I need each line of the entries below that includes the string "false".

═══ Information supplied ═══

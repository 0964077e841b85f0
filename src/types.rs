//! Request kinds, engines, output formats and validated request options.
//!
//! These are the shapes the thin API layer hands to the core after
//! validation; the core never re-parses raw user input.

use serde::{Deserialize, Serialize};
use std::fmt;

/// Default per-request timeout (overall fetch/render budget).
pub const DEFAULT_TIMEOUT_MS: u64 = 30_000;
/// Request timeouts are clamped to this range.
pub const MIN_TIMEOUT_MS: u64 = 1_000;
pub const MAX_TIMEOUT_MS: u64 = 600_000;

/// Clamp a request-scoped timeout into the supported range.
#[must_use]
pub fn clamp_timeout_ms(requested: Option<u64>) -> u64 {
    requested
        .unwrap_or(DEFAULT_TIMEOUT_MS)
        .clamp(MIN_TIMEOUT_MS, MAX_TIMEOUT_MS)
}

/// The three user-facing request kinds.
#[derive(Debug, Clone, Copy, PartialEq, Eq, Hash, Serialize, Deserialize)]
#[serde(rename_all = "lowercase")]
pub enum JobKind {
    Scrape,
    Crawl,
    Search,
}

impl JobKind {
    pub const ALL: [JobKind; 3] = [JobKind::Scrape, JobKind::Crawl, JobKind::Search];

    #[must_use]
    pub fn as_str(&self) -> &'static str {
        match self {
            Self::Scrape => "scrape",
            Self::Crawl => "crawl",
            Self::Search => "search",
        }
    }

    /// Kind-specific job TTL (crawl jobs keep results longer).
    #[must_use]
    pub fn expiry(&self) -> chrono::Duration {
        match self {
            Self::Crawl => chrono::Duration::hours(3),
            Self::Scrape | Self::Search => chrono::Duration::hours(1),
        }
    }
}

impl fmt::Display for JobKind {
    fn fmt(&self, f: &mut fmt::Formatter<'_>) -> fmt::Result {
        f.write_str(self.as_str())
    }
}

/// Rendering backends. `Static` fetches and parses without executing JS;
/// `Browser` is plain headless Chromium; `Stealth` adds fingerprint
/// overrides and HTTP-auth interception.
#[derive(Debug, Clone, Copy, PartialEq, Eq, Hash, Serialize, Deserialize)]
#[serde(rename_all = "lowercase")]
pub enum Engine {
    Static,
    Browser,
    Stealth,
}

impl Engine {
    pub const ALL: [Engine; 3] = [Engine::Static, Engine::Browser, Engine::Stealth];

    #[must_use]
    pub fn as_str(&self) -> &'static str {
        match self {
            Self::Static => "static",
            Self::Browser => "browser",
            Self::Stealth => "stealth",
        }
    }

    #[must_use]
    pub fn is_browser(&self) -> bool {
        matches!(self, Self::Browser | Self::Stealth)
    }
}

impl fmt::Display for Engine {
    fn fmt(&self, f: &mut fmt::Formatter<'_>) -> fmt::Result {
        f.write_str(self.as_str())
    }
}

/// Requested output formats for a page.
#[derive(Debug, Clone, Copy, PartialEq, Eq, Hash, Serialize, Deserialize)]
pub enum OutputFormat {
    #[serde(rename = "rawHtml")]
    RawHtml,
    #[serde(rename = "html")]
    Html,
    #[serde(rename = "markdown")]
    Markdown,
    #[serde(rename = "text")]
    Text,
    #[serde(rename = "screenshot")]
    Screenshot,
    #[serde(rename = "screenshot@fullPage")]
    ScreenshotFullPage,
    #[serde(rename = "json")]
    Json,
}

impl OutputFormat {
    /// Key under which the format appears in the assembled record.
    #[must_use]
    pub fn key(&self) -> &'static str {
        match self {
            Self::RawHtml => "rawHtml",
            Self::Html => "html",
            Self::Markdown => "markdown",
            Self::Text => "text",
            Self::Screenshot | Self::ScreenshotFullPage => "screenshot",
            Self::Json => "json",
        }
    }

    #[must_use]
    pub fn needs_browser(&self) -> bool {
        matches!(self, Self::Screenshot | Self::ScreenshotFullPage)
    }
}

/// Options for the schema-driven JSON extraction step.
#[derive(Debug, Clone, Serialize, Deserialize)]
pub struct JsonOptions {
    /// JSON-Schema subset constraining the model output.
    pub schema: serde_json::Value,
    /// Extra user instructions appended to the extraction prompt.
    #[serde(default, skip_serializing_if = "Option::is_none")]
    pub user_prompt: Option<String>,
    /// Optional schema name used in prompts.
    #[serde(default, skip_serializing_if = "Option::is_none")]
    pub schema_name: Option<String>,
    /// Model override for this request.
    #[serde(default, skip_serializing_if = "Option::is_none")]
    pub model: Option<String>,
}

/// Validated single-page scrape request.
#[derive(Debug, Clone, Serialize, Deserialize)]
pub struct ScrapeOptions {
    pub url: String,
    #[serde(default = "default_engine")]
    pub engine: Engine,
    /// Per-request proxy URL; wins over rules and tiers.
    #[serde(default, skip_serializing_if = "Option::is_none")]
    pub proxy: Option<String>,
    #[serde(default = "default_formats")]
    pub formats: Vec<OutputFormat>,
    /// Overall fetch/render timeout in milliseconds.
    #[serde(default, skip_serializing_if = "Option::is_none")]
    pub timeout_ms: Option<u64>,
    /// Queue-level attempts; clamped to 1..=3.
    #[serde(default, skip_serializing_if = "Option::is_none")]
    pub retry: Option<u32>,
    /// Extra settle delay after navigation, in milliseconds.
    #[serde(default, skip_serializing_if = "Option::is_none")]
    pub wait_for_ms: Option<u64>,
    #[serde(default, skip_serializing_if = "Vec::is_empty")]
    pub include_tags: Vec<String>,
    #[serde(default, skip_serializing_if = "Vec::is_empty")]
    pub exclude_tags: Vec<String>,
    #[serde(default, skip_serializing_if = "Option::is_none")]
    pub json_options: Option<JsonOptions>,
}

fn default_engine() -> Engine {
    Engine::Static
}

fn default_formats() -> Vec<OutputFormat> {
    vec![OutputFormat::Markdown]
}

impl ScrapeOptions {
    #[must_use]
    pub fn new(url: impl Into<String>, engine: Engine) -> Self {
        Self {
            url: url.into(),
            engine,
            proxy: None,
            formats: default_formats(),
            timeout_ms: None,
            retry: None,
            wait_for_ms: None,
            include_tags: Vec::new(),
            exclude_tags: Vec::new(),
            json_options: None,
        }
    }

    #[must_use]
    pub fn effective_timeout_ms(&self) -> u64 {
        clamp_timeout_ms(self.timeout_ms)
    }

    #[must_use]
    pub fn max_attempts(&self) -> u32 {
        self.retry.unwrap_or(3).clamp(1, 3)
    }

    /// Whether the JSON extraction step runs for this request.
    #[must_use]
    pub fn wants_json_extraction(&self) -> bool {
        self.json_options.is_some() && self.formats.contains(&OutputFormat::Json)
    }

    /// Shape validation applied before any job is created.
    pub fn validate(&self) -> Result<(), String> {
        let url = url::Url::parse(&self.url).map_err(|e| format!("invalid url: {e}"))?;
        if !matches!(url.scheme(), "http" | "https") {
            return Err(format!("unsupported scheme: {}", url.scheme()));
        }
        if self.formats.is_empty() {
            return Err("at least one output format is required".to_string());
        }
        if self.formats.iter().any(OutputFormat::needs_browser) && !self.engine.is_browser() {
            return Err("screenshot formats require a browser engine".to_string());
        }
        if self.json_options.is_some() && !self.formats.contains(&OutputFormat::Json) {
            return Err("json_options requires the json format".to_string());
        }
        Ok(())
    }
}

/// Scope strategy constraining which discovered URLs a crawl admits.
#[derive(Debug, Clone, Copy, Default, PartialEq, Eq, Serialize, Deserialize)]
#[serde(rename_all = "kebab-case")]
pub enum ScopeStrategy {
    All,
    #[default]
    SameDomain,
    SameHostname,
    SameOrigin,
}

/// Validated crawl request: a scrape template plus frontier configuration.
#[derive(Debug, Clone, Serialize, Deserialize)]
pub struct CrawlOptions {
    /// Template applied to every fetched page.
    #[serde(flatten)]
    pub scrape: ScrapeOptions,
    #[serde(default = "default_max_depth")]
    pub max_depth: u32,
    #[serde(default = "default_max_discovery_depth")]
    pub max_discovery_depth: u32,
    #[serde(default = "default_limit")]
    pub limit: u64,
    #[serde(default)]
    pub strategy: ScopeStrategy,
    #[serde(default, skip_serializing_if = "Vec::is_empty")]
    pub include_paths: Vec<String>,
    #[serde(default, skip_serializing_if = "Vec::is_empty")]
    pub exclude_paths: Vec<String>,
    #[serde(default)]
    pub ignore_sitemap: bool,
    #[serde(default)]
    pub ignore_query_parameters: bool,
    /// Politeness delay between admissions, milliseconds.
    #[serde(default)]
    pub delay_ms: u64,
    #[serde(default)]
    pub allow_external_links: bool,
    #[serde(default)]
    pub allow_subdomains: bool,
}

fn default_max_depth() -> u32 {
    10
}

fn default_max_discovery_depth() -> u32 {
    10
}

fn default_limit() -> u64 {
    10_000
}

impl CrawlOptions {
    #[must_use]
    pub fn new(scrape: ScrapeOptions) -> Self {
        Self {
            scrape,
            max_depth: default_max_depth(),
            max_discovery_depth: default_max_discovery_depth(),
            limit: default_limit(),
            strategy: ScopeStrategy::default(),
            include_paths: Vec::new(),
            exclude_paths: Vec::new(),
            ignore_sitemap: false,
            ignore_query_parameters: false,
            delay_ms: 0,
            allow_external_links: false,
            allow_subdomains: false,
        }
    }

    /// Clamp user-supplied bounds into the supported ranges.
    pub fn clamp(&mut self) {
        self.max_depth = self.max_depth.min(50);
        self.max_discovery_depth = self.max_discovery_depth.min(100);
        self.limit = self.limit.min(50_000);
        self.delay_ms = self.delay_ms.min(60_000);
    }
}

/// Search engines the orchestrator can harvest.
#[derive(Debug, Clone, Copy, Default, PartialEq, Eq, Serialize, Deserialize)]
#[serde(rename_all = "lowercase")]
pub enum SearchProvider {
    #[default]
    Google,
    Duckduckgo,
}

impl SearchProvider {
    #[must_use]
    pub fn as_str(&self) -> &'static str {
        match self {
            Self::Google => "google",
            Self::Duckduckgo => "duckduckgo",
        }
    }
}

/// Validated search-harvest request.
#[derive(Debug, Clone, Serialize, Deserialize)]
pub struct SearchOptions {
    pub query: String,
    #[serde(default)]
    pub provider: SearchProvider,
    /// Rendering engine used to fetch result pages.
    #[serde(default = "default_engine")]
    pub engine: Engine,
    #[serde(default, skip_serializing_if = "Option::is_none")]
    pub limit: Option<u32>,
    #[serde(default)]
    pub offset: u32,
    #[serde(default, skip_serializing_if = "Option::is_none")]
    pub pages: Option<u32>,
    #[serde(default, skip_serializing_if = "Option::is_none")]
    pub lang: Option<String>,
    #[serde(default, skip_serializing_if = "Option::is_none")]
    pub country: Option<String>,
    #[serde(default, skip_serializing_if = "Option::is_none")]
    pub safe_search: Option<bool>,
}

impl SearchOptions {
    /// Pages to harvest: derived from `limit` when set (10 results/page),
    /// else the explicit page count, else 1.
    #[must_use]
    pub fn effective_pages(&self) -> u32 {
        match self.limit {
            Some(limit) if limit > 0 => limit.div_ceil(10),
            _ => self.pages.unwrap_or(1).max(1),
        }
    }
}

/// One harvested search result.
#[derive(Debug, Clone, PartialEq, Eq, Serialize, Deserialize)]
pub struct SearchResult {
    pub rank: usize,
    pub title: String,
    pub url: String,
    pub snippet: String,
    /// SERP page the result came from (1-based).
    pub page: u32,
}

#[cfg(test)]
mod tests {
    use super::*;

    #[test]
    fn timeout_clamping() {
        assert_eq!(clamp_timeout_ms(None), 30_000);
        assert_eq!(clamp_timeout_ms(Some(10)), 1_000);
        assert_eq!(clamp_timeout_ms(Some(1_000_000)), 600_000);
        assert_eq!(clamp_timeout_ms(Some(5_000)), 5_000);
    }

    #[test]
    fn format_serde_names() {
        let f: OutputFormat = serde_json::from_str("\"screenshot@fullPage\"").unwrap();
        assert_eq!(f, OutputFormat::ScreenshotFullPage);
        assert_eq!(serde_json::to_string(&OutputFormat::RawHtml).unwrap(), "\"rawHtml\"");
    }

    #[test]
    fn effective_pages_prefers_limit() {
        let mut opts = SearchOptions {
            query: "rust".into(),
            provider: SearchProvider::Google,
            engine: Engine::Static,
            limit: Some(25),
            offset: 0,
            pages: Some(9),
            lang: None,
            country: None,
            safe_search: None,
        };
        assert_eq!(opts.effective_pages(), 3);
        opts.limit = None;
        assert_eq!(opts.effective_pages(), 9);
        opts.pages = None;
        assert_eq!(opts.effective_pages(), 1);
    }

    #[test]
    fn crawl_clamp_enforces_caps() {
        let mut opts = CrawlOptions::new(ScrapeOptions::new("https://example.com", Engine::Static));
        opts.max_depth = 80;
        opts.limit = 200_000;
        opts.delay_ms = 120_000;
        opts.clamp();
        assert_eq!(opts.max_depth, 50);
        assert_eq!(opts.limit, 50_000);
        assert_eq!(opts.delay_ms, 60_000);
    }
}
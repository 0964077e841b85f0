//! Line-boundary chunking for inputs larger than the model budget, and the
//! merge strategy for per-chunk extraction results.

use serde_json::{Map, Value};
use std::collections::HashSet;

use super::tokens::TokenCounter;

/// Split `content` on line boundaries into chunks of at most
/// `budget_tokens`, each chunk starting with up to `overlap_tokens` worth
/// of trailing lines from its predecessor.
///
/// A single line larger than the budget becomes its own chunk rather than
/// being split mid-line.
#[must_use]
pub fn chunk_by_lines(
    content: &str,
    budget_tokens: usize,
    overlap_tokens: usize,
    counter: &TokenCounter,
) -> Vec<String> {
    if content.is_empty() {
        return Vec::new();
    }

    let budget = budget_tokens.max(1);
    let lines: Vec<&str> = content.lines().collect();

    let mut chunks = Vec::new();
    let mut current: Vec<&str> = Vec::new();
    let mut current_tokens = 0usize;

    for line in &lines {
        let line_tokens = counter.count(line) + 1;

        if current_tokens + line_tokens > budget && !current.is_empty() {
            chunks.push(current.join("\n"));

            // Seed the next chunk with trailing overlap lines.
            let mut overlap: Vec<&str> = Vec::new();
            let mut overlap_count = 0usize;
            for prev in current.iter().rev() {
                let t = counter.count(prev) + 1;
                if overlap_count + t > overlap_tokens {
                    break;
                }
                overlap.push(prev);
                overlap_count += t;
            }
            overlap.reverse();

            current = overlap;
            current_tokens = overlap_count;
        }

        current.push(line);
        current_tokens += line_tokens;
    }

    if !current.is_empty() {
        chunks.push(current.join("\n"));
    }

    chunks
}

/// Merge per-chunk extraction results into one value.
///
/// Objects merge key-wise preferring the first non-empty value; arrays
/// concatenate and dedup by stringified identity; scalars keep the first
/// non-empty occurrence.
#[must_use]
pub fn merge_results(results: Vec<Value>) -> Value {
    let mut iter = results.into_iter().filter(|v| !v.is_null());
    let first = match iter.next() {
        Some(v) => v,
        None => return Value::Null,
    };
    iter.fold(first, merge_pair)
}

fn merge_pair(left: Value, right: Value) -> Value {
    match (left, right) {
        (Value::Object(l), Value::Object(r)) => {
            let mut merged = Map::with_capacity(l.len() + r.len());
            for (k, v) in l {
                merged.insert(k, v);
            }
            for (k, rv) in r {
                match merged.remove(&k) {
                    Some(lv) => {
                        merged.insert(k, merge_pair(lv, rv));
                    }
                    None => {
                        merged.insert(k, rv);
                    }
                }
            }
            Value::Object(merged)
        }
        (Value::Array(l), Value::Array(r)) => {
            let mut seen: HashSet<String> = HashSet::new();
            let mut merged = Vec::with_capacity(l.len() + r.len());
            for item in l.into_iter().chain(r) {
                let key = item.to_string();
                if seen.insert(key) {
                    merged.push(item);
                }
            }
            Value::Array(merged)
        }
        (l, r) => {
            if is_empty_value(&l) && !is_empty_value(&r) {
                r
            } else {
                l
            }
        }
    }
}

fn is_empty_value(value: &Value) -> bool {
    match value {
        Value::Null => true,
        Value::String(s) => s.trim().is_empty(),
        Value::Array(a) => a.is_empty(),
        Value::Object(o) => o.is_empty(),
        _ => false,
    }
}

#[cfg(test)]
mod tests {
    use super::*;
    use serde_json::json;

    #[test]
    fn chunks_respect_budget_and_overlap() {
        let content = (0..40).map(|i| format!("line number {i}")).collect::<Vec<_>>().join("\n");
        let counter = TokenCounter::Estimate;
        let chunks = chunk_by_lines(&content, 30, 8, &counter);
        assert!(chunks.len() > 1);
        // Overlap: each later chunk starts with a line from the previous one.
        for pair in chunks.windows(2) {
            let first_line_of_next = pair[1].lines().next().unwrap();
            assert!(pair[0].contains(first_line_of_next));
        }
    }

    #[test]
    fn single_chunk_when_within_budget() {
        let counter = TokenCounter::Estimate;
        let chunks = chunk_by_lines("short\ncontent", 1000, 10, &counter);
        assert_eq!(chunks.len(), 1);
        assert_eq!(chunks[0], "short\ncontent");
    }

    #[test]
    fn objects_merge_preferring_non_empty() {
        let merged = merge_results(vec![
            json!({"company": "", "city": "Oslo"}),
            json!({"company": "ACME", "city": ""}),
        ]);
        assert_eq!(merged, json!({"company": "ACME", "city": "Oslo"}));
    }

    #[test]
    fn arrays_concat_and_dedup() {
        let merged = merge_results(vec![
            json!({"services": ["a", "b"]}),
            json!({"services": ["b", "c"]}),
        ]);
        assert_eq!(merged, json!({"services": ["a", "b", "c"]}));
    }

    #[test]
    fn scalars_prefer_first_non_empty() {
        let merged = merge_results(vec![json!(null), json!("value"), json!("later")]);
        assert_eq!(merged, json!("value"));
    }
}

═══

Answer to this exercise>
            ignore_sitemap: false,
            ignore_query_parameters: false,
            allow_external_links: false,
            allow_subdomains: false,
        _ => false,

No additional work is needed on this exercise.